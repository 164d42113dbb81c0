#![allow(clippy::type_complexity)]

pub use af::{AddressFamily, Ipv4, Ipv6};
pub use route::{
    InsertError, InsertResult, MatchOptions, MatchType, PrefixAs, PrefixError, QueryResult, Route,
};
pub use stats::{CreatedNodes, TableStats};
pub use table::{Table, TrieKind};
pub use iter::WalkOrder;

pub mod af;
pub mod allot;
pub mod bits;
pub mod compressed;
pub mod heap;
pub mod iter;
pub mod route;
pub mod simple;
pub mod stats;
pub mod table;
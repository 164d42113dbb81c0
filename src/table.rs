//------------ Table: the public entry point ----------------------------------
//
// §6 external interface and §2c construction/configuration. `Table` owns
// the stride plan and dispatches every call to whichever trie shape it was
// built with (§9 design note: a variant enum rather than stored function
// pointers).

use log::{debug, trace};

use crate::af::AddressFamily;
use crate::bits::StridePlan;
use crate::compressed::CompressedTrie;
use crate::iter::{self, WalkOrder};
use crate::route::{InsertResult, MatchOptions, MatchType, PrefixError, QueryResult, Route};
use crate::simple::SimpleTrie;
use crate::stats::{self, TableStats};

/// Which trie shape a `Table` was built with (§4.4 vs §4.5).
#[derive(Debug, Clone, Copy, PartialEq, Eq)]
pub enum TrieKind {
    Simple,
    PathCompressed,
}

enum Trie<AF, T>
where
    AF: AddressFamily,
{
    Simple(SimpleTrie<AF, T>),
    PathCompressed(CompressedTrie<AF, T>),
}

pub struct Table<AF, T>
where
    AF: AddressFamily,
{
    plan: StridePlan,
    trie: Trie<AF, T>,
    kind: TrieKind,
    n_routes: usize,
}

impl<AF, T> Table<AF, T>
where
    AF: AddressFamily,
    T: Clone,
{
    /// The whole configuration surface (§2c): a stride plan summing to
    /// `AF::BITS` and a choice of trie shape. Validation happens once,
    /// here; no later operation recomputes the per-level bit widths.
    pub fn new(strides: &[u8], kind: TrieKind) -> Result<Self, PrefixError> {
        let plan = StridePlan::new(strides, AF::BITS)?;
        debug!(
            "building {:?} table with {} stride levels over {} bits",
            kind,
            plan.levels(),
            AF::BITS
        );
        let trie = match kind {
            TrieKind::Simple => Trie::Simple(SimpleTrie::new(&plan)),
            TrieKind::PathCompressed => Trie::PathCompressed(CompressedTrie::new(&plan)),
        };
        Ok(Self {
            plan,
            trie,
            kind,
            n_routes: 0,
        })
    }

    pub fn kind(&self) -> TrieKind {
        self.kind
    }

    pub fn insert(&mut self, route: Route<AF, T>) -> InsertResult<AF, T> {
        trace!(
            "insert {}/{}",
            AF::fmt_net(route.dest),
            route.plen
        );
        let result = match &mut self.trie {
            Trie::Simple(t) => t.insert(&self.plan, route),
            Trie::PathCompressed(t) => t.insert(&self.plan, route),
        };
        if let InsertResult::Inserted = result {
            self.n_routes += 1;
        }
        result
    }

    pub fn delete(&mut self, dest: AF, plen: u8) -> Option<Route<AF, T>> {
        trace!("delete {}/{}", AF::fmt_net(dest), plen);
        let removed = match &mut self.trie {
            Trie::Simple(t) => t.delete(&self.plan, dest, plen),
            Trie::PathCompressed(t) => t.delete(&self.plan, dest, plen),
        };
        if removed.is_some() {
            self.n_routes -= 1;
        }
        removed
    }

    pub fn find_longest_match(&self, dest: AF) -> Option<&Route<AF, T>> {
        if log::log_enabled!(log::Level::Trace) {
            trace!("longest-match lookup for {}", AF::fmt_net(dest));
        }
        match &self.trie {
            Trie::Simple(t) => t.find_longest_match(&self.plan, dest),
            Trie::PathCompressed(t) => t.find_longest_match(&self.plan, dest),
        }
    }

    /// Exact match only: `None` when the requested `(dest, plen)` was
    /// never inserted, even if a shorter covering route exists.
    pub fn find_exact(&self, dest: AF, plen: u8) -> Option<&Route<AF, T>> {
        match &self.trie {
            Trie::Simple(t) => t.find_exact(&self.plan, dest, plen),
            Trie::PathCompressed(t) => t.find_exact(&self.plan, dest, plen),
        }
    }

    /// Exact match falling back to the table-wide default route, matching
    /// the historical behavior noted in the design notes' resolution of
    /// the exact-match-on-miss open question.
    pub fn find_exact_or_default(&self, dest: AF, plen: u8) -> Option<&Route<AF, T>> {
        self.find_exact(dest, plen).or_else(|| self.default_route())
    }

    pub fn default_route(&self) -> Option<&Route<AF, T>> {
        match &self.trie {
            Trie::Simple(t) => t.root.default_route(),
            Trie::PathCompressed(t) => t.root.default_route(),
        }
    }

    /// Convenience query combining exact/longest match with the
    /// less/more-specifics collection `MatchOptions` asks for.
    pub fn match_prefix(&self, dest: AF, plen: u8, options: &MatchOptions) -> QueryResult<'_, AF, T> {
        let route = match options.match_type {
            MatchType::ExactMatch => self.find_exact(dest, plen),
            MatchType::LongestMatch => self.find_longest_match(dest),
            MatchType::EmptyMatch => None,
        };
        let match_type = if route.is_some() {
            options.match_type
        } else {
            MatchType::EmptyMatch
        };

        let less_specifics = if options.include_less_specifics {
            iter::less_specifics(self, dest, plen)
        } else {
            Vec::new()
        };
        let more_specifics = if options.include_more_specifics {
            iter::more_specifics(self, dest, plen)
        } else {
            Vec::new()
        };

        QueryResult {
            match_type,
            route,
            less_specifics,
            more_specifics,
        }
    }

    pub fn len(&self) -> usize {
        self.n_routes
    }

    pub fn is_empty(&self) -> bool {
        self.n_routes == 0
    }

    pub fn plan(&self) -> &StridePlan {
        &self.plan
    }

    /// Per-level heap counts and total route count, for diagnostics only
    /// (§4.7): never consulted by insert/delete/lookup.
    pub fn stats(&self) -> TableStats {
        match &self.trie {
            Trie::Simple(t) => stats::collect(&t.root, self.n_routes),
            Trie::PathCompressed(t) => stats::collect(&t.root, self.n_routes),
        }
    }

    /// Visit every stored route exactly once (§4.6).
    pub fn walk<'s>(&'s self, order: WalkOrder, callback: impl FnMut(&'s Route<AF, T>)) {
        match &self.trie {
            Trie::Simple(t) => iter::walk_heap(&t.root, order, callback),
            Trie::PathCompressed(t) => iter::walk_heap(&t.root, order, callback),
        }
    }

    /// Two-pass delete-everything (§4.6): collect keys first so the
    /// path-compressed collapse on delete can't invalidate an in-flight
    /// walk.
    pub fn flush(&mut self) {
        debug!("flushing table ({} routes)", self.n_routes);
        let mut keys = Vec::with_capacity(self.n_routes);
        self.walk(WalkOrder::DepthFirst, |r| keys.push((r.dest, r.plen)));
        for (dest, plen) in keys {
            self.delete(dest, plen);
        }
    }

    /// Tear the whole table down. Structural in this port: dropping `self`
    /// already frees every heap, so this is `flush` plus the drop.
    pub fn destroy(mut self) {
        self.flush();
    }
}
------------------------------------------------------------------------
Provide a verbatim reproduction of all the records.

▸ RESPONSE FOR THIS EXERCISE:
repository 164d42113dbb81c0
#![allow(clippy::type_complexity)]

pub use af::{AddressFamily, Ipv4, Ipv6};
pub use route::{
    InsertError, InsertResult, MatchOptions, MatchType, PrefixAs, PrefixError, QueryResult, Route,
};
pub use stats::{CreatedNodes, TableStats};
pub use table::{Table, TrieKind};
pub use iter::WalkOrder;

pub mod af;
pub mod allot;
pub mod bits;
pub mod compressed;
pub mod heap;
pub mod iter;
pub mod route;
pub mod simple;
pub mod stats;
pub mod table;
repository 164d42113dbb81c0
filename src/table.rs
//------------ Table: the public entry point ----------------------------------
//
// §6 external interface and §2c construction/configuration. `Table` owns
// the stride plan and dispatches every call to whichever trie shape it was
// built with (§9 design note: a variant enum rather than stored function
// pointers).

use log::{debug, trace};

use crate::af::AddressFamily;
use crate::bits::StridePlan;
use crate::compressed::CompressedTrie;
use crate::iter::{self, WalkOrder};
use crate::route::{InsertResult, MatchOptions, MatchType, PrefixError, QueryResult, Route};
use crate::simple::SimpleTrie;
use crate::stats::{self, TableStats};

/// Which trie shape a `Table` was built with (§4.4 vs §4.5).
#[derive(Debug, Clone, Copy, PartialEq, Eq)]
pub enum TrieKind {
    Simple,
    PathCompressed,
}

enum Trie<AF, T>
where
    AF: AddressFamily,
{
    Simple(SimpleTrie<AF, T>),
    PathCompressed(CompressedTrie<AF, T>),
}

pub struct Table<AF, T>
where
    AF: AddressFamily,
{
    plan: StridePlan,
    trie: Trie<AF, T>,
    kind: TrieKind,
    n_routes: usize,
}

impl<AF, T> Table<AF, T>
where
    AF: AddressFamily,
    T: Clone,
{
    /// The whole configuration surface (§2c): a stride plan summing to
    /// `AF::BITS` and a choice of trie shape. Validation happens once,
    /// here; no later operation recomputes the per-level bit widths.
    pub fn new(strides: &[u8], kind: TrieKind) -> Result<Self, PrefixError> {
        let plan = StridePlan::new(strides, AF::BITS)?;
        debug!(
            "building {:?} table with {} stride levels over {} bits",
            kind,
            plan.levels(),
            AF::BITS
        );
        let trie = match kind {
            TrieKind::Simple => Trie::Simple(SimpleTrie::new(&plan)),
            TrieKind::PathCompressed => Trie::PathCompressed(CompressedTrie::new(&plan)),
        };
        Ok(Self {
            plan,
            trie,
            kind,
            n_routes: 0,
        })
    }

    pub fn kind(&self) -> TrieKind {
        self.kind
    }

    pub fn insert(&mut self, route: Route<AF, T>) -> InsertResult<AF, T> {
        trace!(
            "insert {}/{}",
            AF::fmt_net(route.dest),
            route.plen
        );
        let result = match &mut self.trie {
            Trie::Simple(t) => t.insert(&self.plan, route),
            Trie::PathCompressed(t) => t.insert(&self.plan, route),
        };
        if let InsertResult::Inserted = result {
            self.n_routes += 1;
        }
        result
    }

    pub fn delete(&mut self, dest: AF, plen: u8) -> Option<Route<AF, T>> {
        trace!("delete {}/{}", AF::fmt_net(dest), plen);
        let removed = match &mut self.trie {
            Trie::Simple(t) => t.delete(&self.plan, dest, plen),
            Trie::PathCompressed(t) => t.delete(&self.plan, dest, plen),
        };
        if removed.is_some() {
            self.n_routes -= 1;
        }
        removed
    }

    pub fn find_longest_match(&self, dest: AF) -> Option<&Route<AF, T>> {
        if log::log_enabled!(log::Level::Trace) {
            trace!("longest-match lookup for {}", AF::fmt_net(dest));
        }
        match &self.trie {
            Trie::Simple(t) => t.find_longest_match(&self.plan, dest),
            Trie::PathCompressed(t) => t.find_longest_match(&self.plan, dest),
        }
    }

    /// Exact match only: `None` when the requested `(dest, plen)` was
    /// never inserted, even if a shorter covering route exists.
    pub fn find_exact(&self, dest: AF, plen: u8) -> Option<&Route<AF, T>> {
        match &self.trie {
            Trie::Simple(t) => t.find_exact(&self.plan, dest, plen),
            Trie::PathCompressed(t) => t.find_exact(&self.plan, dest, plen),
        }
    }

    /// Exact match falling back to the table-wide default route, matching
    /// the historical behavior noted in the design notes' resolution of
    /// the exact-match-on-miss open question.
    pub fn find_exact_or_default(&self, dest: AF, plen: u8) -> Option<&Route<AF, T>> {
        self.find_exact(dest, plen).or_else(|| self.default_route())
    }

    pub fn default_route(&self) -> Option<&Route<AF, T>> {
        match &self.trie {
            Trie::Simple(t) => t.root.default_route(),
            Trie::PathCompressed(t) => t.root.default_route(),
        }
    }

    /// Convenience query combining exact/longest match with the
    /// less/more-specifics collection `MatchOptions` asks for.
    pub fn match_prefix(&self, dest: AF, plen: u8, options: &MatchOptions) -> QueryResult<'_, AF, T> {
        let route = match options.match_type {
            MatchType::ExactMatch => self.find_exact(dest, plen),
            MatchType::LongestMatch => self.find_longest_match(dest),
            MatchType::EmptyMatch => None,
        };
        let match_type = if route.is_some() {
            options.match_type
        } else {
            MatchType::EmptyMatch
        };

        let less_specifics = if options.include_less_specifics {
            iter::less_specifics(self, dest, plen)
        } else {
            Vec::new()
        };
        let more_specifics = if options.include_more_specifics {
            iter::more_specifics(self, dest, plen)
        } else {
            Vec::new()
        };

        QueryResult {
            match_type,
            route,
            less_specifics,
            more_specifics,
        }
    }

    pub fn len(&self) -> usize {
        self.n_routes
    }

    pub fn is_empty(&self) -> bool {
        self.n_routes == 0
    }

    pub fn plan(&self) -> &StridePlan {
        &self.plan
    }

    /// Per-level heap counts and total route count, for diagnostics only
    /// (§4.7): never consulted by insert/delete/lookup.
    pub fn stats(&self) -> TableStats {
        match &self.trie {
            Trie::Simple(t) => stats::collect(&t.root, self.n_routes),
            Trie::PathCompressed(t) => stats::collect(&t.root, self.n_routes),
        }
    }

    /// Visit every stored route exactly once (§4.6).
    pub fn walk<'s>(&'s self, order: WalkOrder, callback: impl FnMut(&'s Route<AF, T>)) {
        match &self.trie {
            Trie::Simple(t) => iter::walk_heap(&t.root, order, callback),
            Trie::PathCompressed(t) => iter::walk_heap(&t.root, order, callback),
        }
    }

    /// Two-pass delete-everything (§4.6): collect keys first so the
    /// path-compressed collapse on delete can't invalidate an in-flight
    /// walk.
    pub fn flush(&mut self) {
        debug!("flushing table ({} routes)", self.n_routes);
        let mut keys = Vec::with_capacity(self.n_routes);
        self.walk(WalkOrder::DepthFirst, |r| keys.push((r.dest, r.plen)));
        for (dest, plen) in keys {
            self.delete(dest, plen);
        }
    }

    /// Tear the whole table down. Structural in this port: dropping `self`
    /// already frees every heap, so this is `flush` plus the drop.
    pub fn destroy(mut self) {
        self.flush();
    }
}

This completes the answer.